Visiting A Sport Superstore I Turned Into An Algorithm

by David Beer

The other day, in a cavernous sports superstore, I thought of J.G. Ballard. Echoey. Compartmentalised. Fluorescent. Stuffed with product. It was, probably quite obviously, the sort of place Ballard might have imagined the norms of society suddenly collapsing in on themselves, unable to carry their own contradictions. 

Banal yet shiny, ordered yet unstable, glowing yet unspectacular. It just seemed a ripe setting for a sequel to his 1975 novel High Rise, in which, famously, a luxury tower block became the scene of a destructive uprising against the hierarchical social stratification that its vertical floors represented. Or, maybe I could be trapped alone in the store, unable to escape its automatic doors, in a twist on Concrete Island, the 1974 tale of the motorist marooned in a dead-space between intersecting motorways.
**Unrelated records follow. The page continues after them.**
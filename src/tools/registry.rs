//! Tool registry: definitions for discovery, handlers for dispatch.

use std::collections::HashMap;
use std::sync::Arc;

use super::catalog::ToolDefinition;
use super::handler::ToolHandler;
use crate::types::{Error, Result};

struct Registered {
    definition: ToolDefinition,
    handler: Arc<dyn ToolHandler>,
}

/// Name → handler map plus definitions in registration order.
///
/// Both views are fed by the single `register` call, so every listed
/// definition has exactly one handler and vice versa.
#[derive(Default)]
pub struct ToolRegistry {
    tools: Vec<Registered>,
    index: HashMap<String, usize>,
}

impl std::fmt::Debug for ToolRegistry {
    fn fmt(&self, f: &mut std::fmt::Formatter<'_>) -> std::fmt::Result {
        f.debug_struct("ToolRegistry")
            .field("tools", &self.names())
            .finish()
    }
}

impl ToolRegistry {
    pub fn new() -> Self {
        Self::default()
    }

    /// Register a handler under the name its definition declares.
    pub fn register<H: ToolHandler + 'static>(&mut self, handler: H) -> Result<()> {
        let definition = handler.definition();
        if definition.name.trim().is_empty() {
            return Err(Error::validation("Tool name cannot be empty"));
        }
        if self.index.contains_key(&definition.name) {
            return Err(Error::validation(format!(
                "Tool '{}' is already registered",
                definition.name
            )));
        }
        self.index.insert(definition.name.clone(), self.tools.len());
        self.tools.push(Registered {
            definition,
            handler: Arc::new(handler),
        });
        Ok(())
    }

    pub fn get(&self, name: &str) -> Option<(&ToolDefinition, Arc<dyn ToolHandler>)> {
        let entry = self.tools.get(*self.index.get(name)?)?;
        Some((&entry.definition, Arc::clone(&entry.handler)))
    }

    pub fn has_tool(&self, name: &str) -> bool {
        self.index.contains_key(name)
    }

    /// All definitions, in registration order.
    pub fn definitions(&self) -> impl Iterator<Item = &ToolDefinition> {
        self.tools.iter().map(|t| &t.definition)
    }

    /// All tool names, in registration order.
    pub fn names(&self) -> Vec<&str> {
        self.tools.iter().map(|t| t.definition.name.as_str()).collect()
    }

    pub fn len(&self) -> usize {
        self.tools.len()
    }

    pub fn is_empty(&self) -> bool {
        self.tools.is_empty()
    }
}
I was welcomed by a basket of varied coloured footballs and a rack of monochrome mid-calf socks. To the side an array of baseball caps – each a slight variation on the last. 
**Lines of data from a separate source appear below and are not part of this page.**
//! Shell-like splitting of a command line into discrete tokens.
//!
//! Whitespace separates tokens. Single and double quotes group
//! whitespace into one token, so a config-file value may contain
//! spaces. A backslash escapes the character after it; inside quotes it
//! is kept literally unless it escapes the closing quote character.

use std::mem;
use std::str::Chars;

use crate::error::{Error, Result};

/// Split `line` into argv-style tokens.
pub fn split_arguments(line: &str) -> Result<Vec<String>> {
    let mut tokens = Vec::new();
    let mut current = String::new();
    let mut quote: Option<char> = None;
    let mut chars = line.chars();

    while let Some(c) = chars.next() {
        match quote {
            Some(q) if c == q => quote = None,
            Some(q) if c == '\\' => {
                let escaped = next_escaped(&mut chars)?;
                if escaped != q {
                    current.push('\\');
                }
                current.push(escaped);
            }
            Some(_) => current.push(c),
            None if c.is_ascii_whitespace() => {
                if !current.is_empty() {
                    tokens.push(mem::take(&mut current));
                }
            }
            None if c == '"' || c == '\'' => quote = Some(c),
            None if c == '\\' => current.push(next_escaped(&mut chars)?),
            None => current.push(c),
        }
    }

    if !current.is_empty() {
        tokens.push(current);
    }
    Ok(tokens)
}

fn next_escaped(chars: &mut Chars<'_>) -> Result<char> {
    chars
        .next()
        .ok_or_else(|| Error::BadQuoting("unterminated backslash escape".to_string()))
}
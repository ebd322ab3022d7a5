// Test runner: parses argv against a fixed spec table and prints the
// resolved values in a stable `key value` format for the integration
// tests to drive.

use optspec::{fatal, Options};

const SPECS: &[&str] = &[
    "config:",
    "verbose",
    "quiet",
    "noargs",
    "name:",
    "level:",
    "seed:",
    "scale:",
];

fn main() {
    let args: Vec<String> = std::env::args().skip(1).collect();

    let opt = match Options::parse(&args, SPECS) {
        Ok(opt) => opt,
        Err(err) => fatal(&err.to_string()),
    };

    if opt.contains("noargs") {
        if let Err(err) = opt.check_no_arguments() {
            fatal(&err.to_string());
        }
    }

    let level = opt
        .get_integer_range("level", 5, 0, 10)
        .unwrap_or_else(|err| fatal(&err.to_string()));
    let seed = opt
        .get_long("seed", 0)
        .unwrap_or_else(|err| fatal(&err.to_string()));
    let scale = opt
        .get_double("scale", 1.0)
        .unwrap_or_else(|err| fatal(&err.to_string()));

    println!("verbose {}", opt.get_or("verbose", "0"));
    println!("quiet {}", opt.get_or("quiet", "0"));
    println!("name {}", opt.get_or("name", "(null)"));
    println!("level {}", level);
    println!("seed {}", seed);
    println!("scale {}", scale);
    for arg in opt.arguments() {
        println!("arg {}", arg);
    }
}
The store swung around to the left in an L shaped-layout. A dog-leg left, perhaps leading to the golf section. There was a second floor too, with equal square footage. Desolate. In the distance, two racks of sporty house-slippers. 

Moving through what I imagined the store planners refer to as zones, everything arrived in glances. Fleeting eye movements, taking in the many minute differences. Rapid and brief views of garments momentarily visible, as lines of sight allowed. Flashes of light off mirrors. High wattage signs. The light was artificially bright. Yet there seemed to be no shadows. 

The folds of products are deep-lined. The rails packed tight. The display shelves carry the weight of consumables. Lots of things for sport, and many more besides. Some faux sheepskin boots. Decorative desert boots. A NASA emblazoned bomber jacket – for when you wish to look like an astronaut attending a post-flight press conference. My attention jumped between fuzzy fragments, bits and pieces.

All these things and no algorithm to tell me what I should purchase. That is what I was missing in the actual concrete shop. I had no automated prediction of my taste. I had to make my own decisions. Trying to navigate the mass of items the absence of automation became obvious. I was manual, analogue shopping. 

Yet the space is still algorithmic in its layout. If this…then this. As I fed my data into the space I ended up, eventually, in the right zone. Lacking the processing speed of even the most basic machine learning system, progress was slow. I stumbled upon an astroturf zone. Stacked boxes below display shelves. Nothing quite matched what was above it.

It’s not just “help yourself”, the motif is “find it yourself”. Keep thinking like that algorithm. Occasionally switching from algorithm, you must also become a scanner, eyes darting across the labels, zooming on sizing numbers and prices. Rank by most relevant, or size or price (highest to lowest). I had become an extension of the online shop interface.

At the back of the upstairs, which is directly above the front of the downstairs, I encounter an abandoned paying station. Three empty machines, some loose packaging and a large step ladder. Many things in here are too high to reach. They are in view but the racks and rows, as you move closer, reveal themselves to be some way above the average human reach. You can grab at the hem, but there would be no way of releasing the hanger hook. If you shouted for assistance it would echo around the muted space. 

All this must be a metaphor for something. I’m not sure what. Thinking like an algorithm, maybe. Yet it would be too much to think of it as an allegory for consumer culture on a grand scale, or for this cold bright cavern to be the physical manifestation of the logics and experiences of contemporary media. It was more the sense of the unreal that seemed to prevail, the pronounced simulation of artifice. Then another cliche. Returning from the wilderness, the desert, Jean Baudrillard appears at my shoulder to tell me that the sports superstore didn’t actually happen.